The Pashtuns are an ethnic group native to Pakistan and Afghanistan. The group’s assertion of its ethno-linguistic identity to seek political rights has been seen as “contentious” by the Pakistan government and a threat to its national unity.

Pashteen, in his late 20s, had formed the Pashtun Tahafuz Movement (PTM) — meaning ‘movement for the safety and security of Pashtuns’ — along with a group of close friends early last year. PTM was born out of a movement that Pashteen had founded in May 2014, called the Mehsud Tahafuz Movement (MTM).

A civil rights movement espousing secular and liberal views, PTM has since gained widespread support among members of the ethnic group, though the Pakistani government has come down hard on it.

However, threats from the army and subsequent arrests of PTM members have failed to deter Pashteen from protesting against extrajudicial killings and campaigns to remove landmines from the country’s tribal region.


Also read: What Imran Khan’s latest domestic headache, Pashtun Tahafuz Movement, is all about


Rise in prominence

PTM rose to prominence in January 2018 when protests broke out against the extrajudicial killing of Naqeebullah Mehsud, a young Pashtun from Waziristan in Karachi.

According to Pakistani newspaper Dawn, the Karachi police had alleged that Mehsud was a terrorist while his family said he was only an “aspiring model”.

Unlike any other cult figure in Pakistan, Pashteen has been able to shed international light on the extrajudicial killings, militarisation and violence at the hands of Pakistani army against the Pashtuns.

With the outfit garnering serious social and cultural influence, Pakistani army spokesperson Asif Ghafoor addressed Pashtun members in May.
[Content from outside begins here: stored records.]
//! Weakly-held quest receivers.
//!
//! The registry never keeps a receiver alive. Registrations whose receiver
//! has been dropped are pruned during the next broadcast that reaches them.

use std::rc::{Rc, Weak};

use quest_graph::QuestAssetId;

use super::{QuestEventType, QuestTag};

/// Listener for quest telemetry. Both callbacks default to no-ops.
pub trait QuestReceiver {
    fn on_quest_event(&self, _quest: QuestAssetId, _event: QuestEventType) {}

    fn on_quest_tag(&self, _quest: QuestAssetId, _tag: &QuestTag) {}
}

/// Event and tag receiver lists.
#[derive(Default)]
pub struct ReceiverRegistry {
    events: Vec<Weak<dyn QuestReceiver>>,
    tags: Vec<Weak<dyn QuestReceiver>>,
}

fn same_receiver(a: &Weak<dyn QuestReceiver>, b: &Weak<dyn QuestReceiver>) -> bool {
    a.as_ptr() as *const () == b.as_ptr() as *const ()
}

fn add_unique(list: &mut Vec<Weak<dyn QuestReceiver>>, weak: Weak<dyn QuestReceiver>) -> bool {
    if list.iter().any(|w| same_receiver(w, &weak)) {
        return false;
    }
    list.push(weak);
    true
}

fn remove(list: &mut Vec<Weak<dyn QuestReceiver>>, weak: &Weak<dyn QuestReceiver>) -> bool {
    let before = list.len();
    list.retain(|w| !same_receiver(w, weak));
    before != list.len()
}

/// Visit live receivers newest-first, swap-removing dead ones in place.
fn for_each_live(list: &mut Vec<Weak<dyn QuestReceiver>>, mut f: impl FnMut(&dyn QuestReceiver)) -> usize {
    let mut delivered = 0;
    let mut i = list.len();
    while i > 0 {
        i -= 1;
        match list[i].upgrade() {
            Some(receiver) => {
                f(receiver.as_ref());
                delivered += 1;
            }
            None => {
                list.swap_remove(i);
            }
        }
    }
    delivered
}

fn erase<R: QuestReceiver + 'static>(receiver: &Rc<R>) -> Weak<dyn QuestReceiver> {
    let weak: Weak<R> = Rc::downgrade(receiver);
    weak
}

impl ReceiverRegistry {
    pub fn new() -> Self {
        Self::default()
    }

    /// Returns false if the receiver was already registered.
    pub fn register_event<R: QuestReceiver + 'static>(&mut self, receiver: &Rc<R>) -> bool {
        let weak = erase(receiver);
        add_unique(&mut self.events, weak)
    }

    pub fn unregister_event<R: QuestReceiver + 'static>(&mut self, receiver: &Rc<R>) -> bool {
        let weak = erase(receiver);
        remove(&mut self.events, &weak)
    }

    /// Returns false if the receiver was already registered.
    pub fn register_tag<R: QuestReceiver + 'static>(&mut self, receiver: &Rc<R>) -> bool {
        let weak = erase(receiver);
        add_unique(&mut self.tags, weak)
    }

    pub fn unregister_tag<R: QuestReceiver + 'static>(&mut self, receiver: &Rc<R>) -> bool {
        let weak = erase(receiver);
        remove(&mut self.tags, &weak)
    }

    pub fn clear_events(&mut self) {
        self.events.clear();
    }

    pub fn clear_tags(&mut self) {
        self.tags.clear();
    }

    pub fn clear(&mut self) {
        self.clear_events();
        self.clear_tags();
    }

    /// Registrations currently held, dead ones included until the next broadcast.
    pub fn event_receiver_count(&self) -> usize {
        self.events.len()
    }

    pub fn tag_receiver_count(&self) -> usize {
        self.tags.len()
    }

    /// Deliver an event to every live receiver. Returns the number reached.
    pub fn broadcast_event(&mut self, quest: QuestAssetId, event: QuestEventType) -> usize {
        for_each_live(&mut self.events, |r| r.on_quest_event(quest, event))
    }

    /// Deliver a tag to every live receiver. Returns the number reached.
    pub fn broadcast_tag(&mut self, quest: QuestAssetId, tag: &QuestTag) -> usize {
        for_each_live(&mut self.tags, |r| r.on_quest_tag(quest, tag))
    }
}

#[cfg(test)]
mod tests {
    use super::*;
    use std::cell::RefCell;

    #[derive(Default)]
    struct Recorder {
        events: RefCell<Vec<QuestEventType>>,
        tags: RefCell<Vec<String>>,
    }

    impl QuestReceiver for Recorder {
        fn on_quest_event(&self, _quest: QuestAssetId, event: QuestEventType) {
            self.events.borrow_mut().push(event);
        }

        fn on_quest_tag(&self, _quest: QuestAssetId, tag: &QuestTag) {
            self.tags.borrow_mut().push(tag.to_string());
        }
    }

    #[test]
    fn test_register_is_unique() {
        let mut registry = ReceiverRegistry::new();
        let receiver = Rc::new(Recorder::default());

        assert!(registry.register_event(&receiver));
        assert!(!registry.register_event(&receiver));

        registry.broadcast_event(QuestAssetId::new(), QuestEventType::QuestStarted);
        assert_eq!(receiver.events.borrow().len(), 1);
    }

    #[test]
    fn test_dead_receivers_pruned() {
        let mut registry = ReceiverRegistry::new();
        let alive = Rc::new(Recorder::default());
        let dead = Rc::new(Recorder::default());
        registry.register_event(&alive);
        registry.register_event(&dead);
        drop(dead);

        assert_eq!(registry.event_receiver_count(), 2);
        let reached = registry.broadcast_event(QuestAssetId::new(), QuestEventType::QuestCompleted);
        assert_eq!(reached, 1);
        assert_eq!(registry.event_receiver_count(), 1);
        assert_eq!(*alive.events.borrow(), vec![QuestEventType::QuestCompleted]);
    }

    #[test]
    fn test_unregister() {
        let mut registry = ReceiverRegistry::new();
        let receiver = Rc::new(Recorder::default());
        registry.register_tag(&receiver);

        assert!(registry.unregister_tag(&receiver));
        assert!(!registry.unregister_tag(&receiver));
        assert_eq!(registry.broadcast_tag(QuestAssetId::new(), &QuestTag::new("Quest.Any")), 0);
        assert!(receiver.tags.borrow().is_empty());
    }

    #[test]
    fn test_event_and_tag_lists_are_separate() {
        let mut registry = ReceiverRegistry::new();
        let receiver = Rc::new(Recorder::default());
        registry.register_tag(&receiver);

        registry.broadcast_event(QuestAssetId::new(), QuestEventType::QuestStarted);
        registry.broadcast_tag(QuestAssetId::new(), &QuestTag::new("Quest.Door"));

        assert!(receiver.events.borrow().is_empty());
        assert_eq!(*receiver.tags.borrow(), vec!["Quest.Door".to_string()]);
    }
}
Ghafoor’s address to the group is significant because Pashtuns were often treated as second-class citizens.

“Pakistan armed forces will not rest until your issues are resolved. We hope that you will not pay attention to their [PTM] rhetoric and instead stop these anti-state forces,” Ghafoor had said.

The restive tribal areas of northwestern Pakistan also saw its first ever provincial elections in July.


Also read: As Modi wins, Pakistan Twitter trends PM’s hand in spurring Pashtun ‘rebellion’


Social media as tool for protest

Pashteen had earlier claimed that he and his supporters are considered so “anti-state” by the Pakistan government that they get worse treatment than Kulbhushan Jadhav, the Indian national being tried in the country on espionage charge, does.

“…Kulbhushan Jadhav who, they say, is an Indian spy, is not a missing person and has not been extrajudicially killed. If we are RAW agents, we should at least be granted the same treatment,” he had said.

Pashteen and his supporters claim many among them have been arrested, beaten and killed by police for what so far has been a peaceful protest for justice and an end to extrajudicial murders.

Only last week, several members of the group were booked for “raising slogans against the state”.

Pashteen was also the focus of a top Twitter trend that started the day Prime Minister Narendra Modi won his second term in May. Several images show a man with a red and black cap being manoeuvred by a caricature of Modi to destabilise Pakistan.

Images posted on Twitter also show Pashteen with other PTM members in large protest gatherings.

 

Pashteen has also often used Twitter to raise awareness on issues such as the ‘killing’ of 76 social justice lawyers in Quetta and about Pashtuns who ‘simply go missing’.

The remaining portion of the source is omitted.